I am going back to Mukurweini after a two-year, eight-month hiatus. I am wondering, as the train chugs along on its hundred-year old tracks, whether this would be as successful as the last time. The railway had fallen into disuse for the previous twenty-odd years during the reign of the previous president who was more keen on promoting his people from a backward part of the country, than on developing new or even maintaining the existing infrastructure. Lately, however the Railways had embarked on a rehabilitation programme. Now the ride was much smoother and less noisy. The country after we left the capital was rather flat and featureless, but we were now going through very hilly Murang'a. This meant that the track had to go through numerous bends, making the journey much slower. I was not, however in any great hurry, as my meeting with the Archbishop was not until the next morning, so we could arrive even after dark without disrupting my schedule.
His Grace had called me about a week ago. "My officers tell me that the birth rate has dropped again all over my diocese. Not good at all."
I knew his concern was that the population of the region would be lower than neighboring areas, thus attracting fewer government dollars in the national budget. It also meant that they would be unable to support a candidate from among themselves into the county assembly. Therefore women must continue having babies at the normal rate.
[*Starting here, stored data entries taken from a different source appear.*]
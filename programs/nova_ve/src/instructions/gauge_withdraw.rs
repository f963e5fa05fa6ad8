//! Gauge withdraw instruction handler.

use anchor_lang::prelude::*;
use anchor_spl::token::{Token, TokenAccount};

use crate::constants::*;
use crate::error::VeError;
use crate::state::{Gauge, GaugeStake};
use crate::utils::transfer_tokens;

#[derive(Accounts)]
pub struct GaugeWithdraw<'info> {
    pub owner: Signer<'info>,

    #[account(
        mut,
        seeds = [GAUGE_SEED, gauge.voter.as_ref(), gauge.pool.as_ref()],
        bump = gauge.bump,
        has_one = stake_vault @ VeError::InvalidAccount
    )]
    pub gauge: Account<'info, Gauge>,

    #[account(
        mut,
        seeds = [GAUGE_STAKE_SEED, gauge.key().as_ref(), owner.key().as_ref()],
        bump = gauge_stake.bump,
        has_one = gauge @ VeError::InvalidAccount,
        has_one = owner @ VeError::Unauthorized
    )]
    pub gauge_stake: Account<'info, GaugeStake>,

    #[account(
        mut,
        constraint = owner_lp_account.mint == gauge.pool @ VeError::InvalidAccount,
        constraint = owner_lp_account.owner == owner.key() @ VeError::Unauthorized
    )]
    pub owner_lp_account: Account<'info, TokenAccount>,

    #[account(mut)]
    pub stake_vault: Account<'info, TokenAccount>,

    pub token_program: Program<'info, Token>,
}

pub fn handler(ctx: Context<GaugeWithdraw>, amount: u64) -> Result<()> {
    let clock = Clock::get()?;

    ctx.accounts
        .gauge
        .withdraw(&mut ctx.accounts.gauge_stake, amount, clock.unix_timestamp)?;

    let gauge = &ctx.accounts.gauge;
    let (voter, pool) = (gauge.voter, gauge.pool);
    let seeds = &[GAUGE_SEED, voter.as_ref(), pool.as_ref(), &[gauge.bump]];
    let signer_seeds = &[&seeds[..]];

    transfer_tokens(
        &ctx.accounts.token_program.to_account_info(),
        &ctx.accounts.stake_vault.to_account_info(),
        &ctx.accounts.owner_lp_account.to_account_info(),
        &ctx.accounts.gauge.to_account_info(),
        signer_seeds,
        amount,
    )?;

    msg!("Withdrew {} LP tokens from gauge {}", amount, ctx.accounts.gauge.key());
    msg!(
        "Balance: {}, gauge total: {}",
        ctx.accounts.gauge_stake.balance,
        ctx.accounts.gauge.total_staked
    );

    Ok(())
}
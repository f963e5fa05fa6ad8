use anchor_lang::prelude::*;

use crate::constants::*;
use crate::error::VeError;

/// Vote-weighted router of weekly emission to gauges.
///
/// Seeds: [b"voter", escrow.key()]
#[account]
#[derive(Default)]
pub struct Voter {
    /// May register reward tokens and kill gauges
    pub authority: Pubkey,
    pub escrow: Pubkey,
    pub emission_mint: Pubkey,
    /// Holds emission between `update_period` and the per-gauge payouts
    pub vault: Pubkey,

    pub gauge_count: u64,

    /// Emission that found no votes (or a killed gauge) and rolls into the
    /// next recorded epoch
    pub carried_emission: u64,
    pub total_distributed: u64,
    pub last_recorded_epoch: i64,

    pub vault_bump: u8,
    pub bump: u8,
}

impl Voter {
    pub const LEN: usize = 8 + (32 * 4) + (8 * 4) + 2;

    /// Records `amount` as the emission of the closed epoch tracked by
    /// `epoch_votes`, folding in any carried emission.
    ///
    /// Returns the emission now payable for that epoch. An epoch without
    /// votes pays nothing and everything carries forward.
    pub fn record_emission(&mut self, epoch_votes: &mut EpochVotes, amount: u64) -> Result<u64> {
        require!(!epoch_votes.emission_recorded, VeError::AlreadyDistributed);

        let available = amount
            .checked_add(self.carried_emission)
            .ok_or(VeError::MathOverflow)?;

        if epoch_votes.total_weight == 0 {
            epoch_votes.emission = 0;
            self.carried_emission = available;
        } else {
            epoch_votes.emission = available;
            self.carried_emission = 0;
        }
        epoch_votes.emission_recorded = true;
        self.last_recorded_epoch = epoch_votes.epoch;

        Ok(epoch_votes.emission)
    }

    /// Settles one pool's share of a recorded epoch.
    ///
    /// Returns the amount owed to the gauge. When the gauge is dead the share
    /// is carried instead and `0` is returned.
    pub fn settle_pool(
        &mut self,
        epoch_votes: &mut EpochVotes,
        pool_votes: &mut PoolVotes,
        gauge_alive: bool,
    ) -> Result<u64> {
        require!(epoch_votes.emission_recorded, VeError::EmissionNotRecorded);
        require!(!pool_votes.distributed, VeError::AlreadyDistributed);

        let share = epoch_votes.pool_share(pool_votes.weight)?;
        epoch_votes.record_payout(pool_votes.weight, share)?;
        pool_votes.distributed = true;

        if gauge_alive {
            self.total_distributed = self
                .total_distributed
                .checked_add(share)
                .ok_or(VeError::MathOverflow)?;
            Ok(share)
        } else {
            self.carried_emission = self
                .carried_emission
                .checked_add(share)
                .ok_or(VeError::MathOverflow)?;
            Ok(0)
        }
    }
}

/// Vote totals and emission bookkeeping for one epoch.
///
/// Seeds: [b"epoch_votes", voter.key(), epoch.to_le_bytes()]
#[account]
#[derive(Default)]
pub struct EpochVotes {
    pub voter: Pubkey,
    pub epoch: i64,

    pub total_weight: u64,
    /// Pools holding non-zero weight
    pub active_pools: u32,

    pub emission: u64,
    pub distributed: u64,
    pub pools_paid: u32,
    pub emission_recorded: bool,

    pub bump: u8,
}

impl EpochVotes {
    pub const LEN: usize = 8 + 32 + 8 + 8 + 4 + 8 + 8 + 4 + 1 + 1;

    /// Share of the epoch emission owed to a pool holding `pool_weight`.
    ///
    /// The last unpaid pool takes whatever is left, so payouts sum to the
    /// emission exactly.
    pub fn pool_share(&self, pool_weight: u64) -> Result<u64> {
        if pool_weight == 0 || self.total_weight == 0 {
            return Ok(0);
        }
        let remaining = self
            .emission
            .checked_sub(self.distributed)
            .ok_or(VeError::MathOverflow)?;
        if self.pools_paid.saturating_add(1) >= self.active_pools {
            return Ok(remaining);
        }

        let share = (self.emission as u128)
            .checked_mul(pool_weight as u128)
            .ok_or(VeError::MathOverflow)?
            .checked_div(self.total_weight as u128)
            .ok_or(VeError::MathOverflow)?;
        let share = u64::try_from(share).map_err(|_| VeError::MathOverflow)?;
        Ok(share.min(remaining))
    }

    pub fn record_payout(&mut self, pool_weight: u64, amount: u64) -> Result<()> {
        self.distributed = self
            .distributed
            .checked_add(amount)
            .ok_or(VeError::MathOverflow)?;
        if pool_weight > 0 {
            self.pools_paid = self.pools_paid.checked_add(1).ok_or(VeError::MathOverflow)?;
        }
        Ok(())
    }

    /// Moves a pool's weight from `old` to `new`, tracking active pools.
    pub fn reweight_pool(&mut self, old: u64, new: u64) -> Result<()> {
        self.total_weight = self
            .total_weight
            .checked_sub(old)
            .and_then(|w| w.checked_add(new))
            .ok_or(VeError::MathOverflow)?;
        match (old == 0, new == 0) {
            (true, false) => {
                self.active_pools = self.active_pools.checked_add(1).ok_or(VeError::MathOverflow)?
            }
            (false, true) => {
                self.active_pools = self.active_pools.checked_sub(1).ok_or(VeError::MathOverflow)?
            }
            _ => {}
        }
        Ok(())
    }

    /// Adds `weight` to `pool` and to the epoch total.
    pub fn add_pool_weight(&mut self, pool: &mut PoolVotes, weight: u64) -> Result<()> {
        let new_weight = pool.weight.checked_add(weight).ok_or(VeError::MathOverflow)?;
        self.reweight_pool(pool.weight, new_weight)?;
        pool.weight = new_weight;
        Ok(())
    }

    /// Takes `weight` back out of `pool` and the epoch total.
    pub fn remove_pool_weight(&mut self, pool: &mut PoolVotes, weight: u64) -> Result<()> {
        let new_weight = pool.weight.checked_sub(weight).ok_or(VeError::MathOverflow)?;
        self.reweight_pool(pool.weight, new_weight)?;
        pool.weight = new_weight;
        Ok(())
    }

    pub fn address(voter: &Pubkey, epoch: i64) -> (Pubkey, u8) {
        Pubkey::find_program_address(
            &[EPOCH_VOTES_SEED, voter.as_ref(), &epoch.to_le_bytes()],
            &crate::ID,
        )
    }
}

/// Vote weight a pool received in one epoch.
///
/// Seeds: [b"pool_votes", gauge.key(), epoch.to_le_bytes()]
#[account]
#[derive(Default)]
pub struct PoolVotes {
    pub gauge: Pubkey,
    pub pool: Pubkey,
    pub epoch: i64,
    pub weight: u64,
    pub distributed: bool,
    pub bump: u8,
}

impl PoolVotes {
    pub const LEN: usize = 8 + 32 + 32 + 8 + 8 + 1 + 1;

    pub fn address(gauge: &Pubkey, epoch: i64) -> (Pubkey, u8) {
        Pubkey::find_program_address(
            &[POOL_VOTES_SEED, gauge.as_ref(), &epoch.to_le_bytes()],
            &crate::ID,
        )
    }
}

#[derive(AnchorSerialize, AnchorDeserialize, Clone, Copy, Debug, Default, PartialEq, Eq)]
pub struct PoolVote {
    pub pool: Pubkey,
    pub gauge: Pubkey,
    pub weight: u64,
}

impl PoolVote {
    pub const LEN: usize = 32 + 32 + 8;
}

/// A position's allocation for one epoch.
///
/// Seeds: [b"position_votes", position.key(), epoch.to_le_bytes()]
#[account]
#[derive(Default)]
pub struct PositionVotes {
    pub position: Pubkey,
    pub epoch: i64,
    pub votes: Vec<PoolVote>,
    pub total_weight: u64,
    pub bump: u8,
}

impl PositionVotes {
    pub const LEN: usize = 8 + 32 + 8 + 4 + MAX_VOTE_POOLS * PoolVote::LEN + 8 + 1;

    pub fn weight_for(&self, gauge: &Pubkey) -> u64 {
        self.votes
            .iter()
            .find(|v| v.gauge == *gauge)
            .map(|v| v.weight)
            .unwrap_or(0)
    }

    pub fn clear(&mut self) {
        self.votes.clear();
        self.total_weight = 0;
    }

    /// Removes the current allocation from the epoch. `pools` are the records
    /// of the voted gauges, in the order of `votes`.
    pub fn withdraw(&mut self, epoch_votes: &mut EpochVotes, pools: &mut [PoolVotes]) -> Result<()> {
        require!(pools.len() == self.votes.len(), VeError::InvalidAccount);
        for (vote, pool) in self.votes.iter().zip(pools.iter_mut()) {
            require_keys_eq!(pool.gauge, vote.gauge, VeError::InvalidAccount);
            epoch_votes.remove_pool_weight(pool, vote.weight)?;
        }
        self.clear();
        Ok(())
    }

    /// Records `allocations[i]` against `pools[i]`. The previous allocation
    /// must have been withdrawn first.
    pub fn cast(
        &mut self,
        epoch_votes: &mut EpochVotes,
        pools: &mut [PoolVotes],
        allocations: &[u64],
    ) -> Result<()> {
        require!(self.votes.is_empty(), VeError::InvalidVote);
        require!(pools.len() == allocations.len(), VeError::LengthMismatch);
        require!(pools.len() <= MAX_VOTE_POOLS, VeError::TooManyVotes);
        for (i, pool) in pools.iter().enumerate() {
            require!(
                pools[..i].iter().all(|p| p.gauge != pool.gauge),
                VeError::InvalidVote
            );
        }

        let mut total: u64 = 0;
        for (pool, weight) in pools.iter_mut().zip(allocations) {
            epoch_votes.add_pool_weight(pool, *weight)?;
            total = total.checked_add(*weight).ok_or(VeError::MathOverflow)?;
            self.votes.push(PoolVote {
                pool: pool.pool,
                gauge: pool.gauge,
                weight: *weight,
            });
        }
        self.total_weight = total;
        Ok(())
    }
}

/// Splits `power` across pools in proportion to `weights`.
///
/// Weights are relative and need not sum to anything in particular; each
/// allocation truncates, so the parts sum to at most `power`.
pub fn allocate_votes(power: u64, weights: &[u64]) -> Result<Vec<u64>> {
    require!(!weights.is_empty(), VeError::InvalidVote);
    require!(weights.len() <= MAX_VOTE_POOLS, VeError::TooManyVotes);

    let total: u128 = weights.iter().map(|w| *w as u128).sum();
    require!(total > 0, VeError::InvalidVote);

    weights
        .iter()
        .map(|w| {
            let part = (power as u128)
                .checked_mul(*w as u128)
                .ok_or(VeError::MathOverflow)?
                / total;
            u64::try_from(part).map_err(|_| error!(VeError::MathOverflow))
        })
        .collect()
}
The previous time I had spent more than three years in Mukurweini 'treating' women who had reproductive issues; but this was merely a front. The real drive was to counter the very low birth rate owing to the young men taking to drink in an alarming way. They would start drinking in the morning hours, rendering them incapable of having a decent meal, or of taking on any kind of useful work from which to draw an income to take a care of their families. When they got home in the evenings empty-handed, marital frictions would render the marriage bed a frigid waste. In time the number of children born to couples dropped to an average of just over one child. In one year, just 1,290 children were born to an adult population of over 2500!
The result was that school admissions dropped so alarmingly that the leadership was seriously concerned. In some cases, schools were forced to merge as there were not enough children in either school.
In the time I spent in that region my clinic, far from treating actual diseases, was more of an insemination centre. My 'patients' were mostly young women of childbearing age who had not had a child for years running due to their husbands being insensate most of the time. Some even told me that when they insisted on the husbands doing their duty by their wives, the men took to sleeping on the sofa, and one even said her husband would duck under the bed to escape her pleas!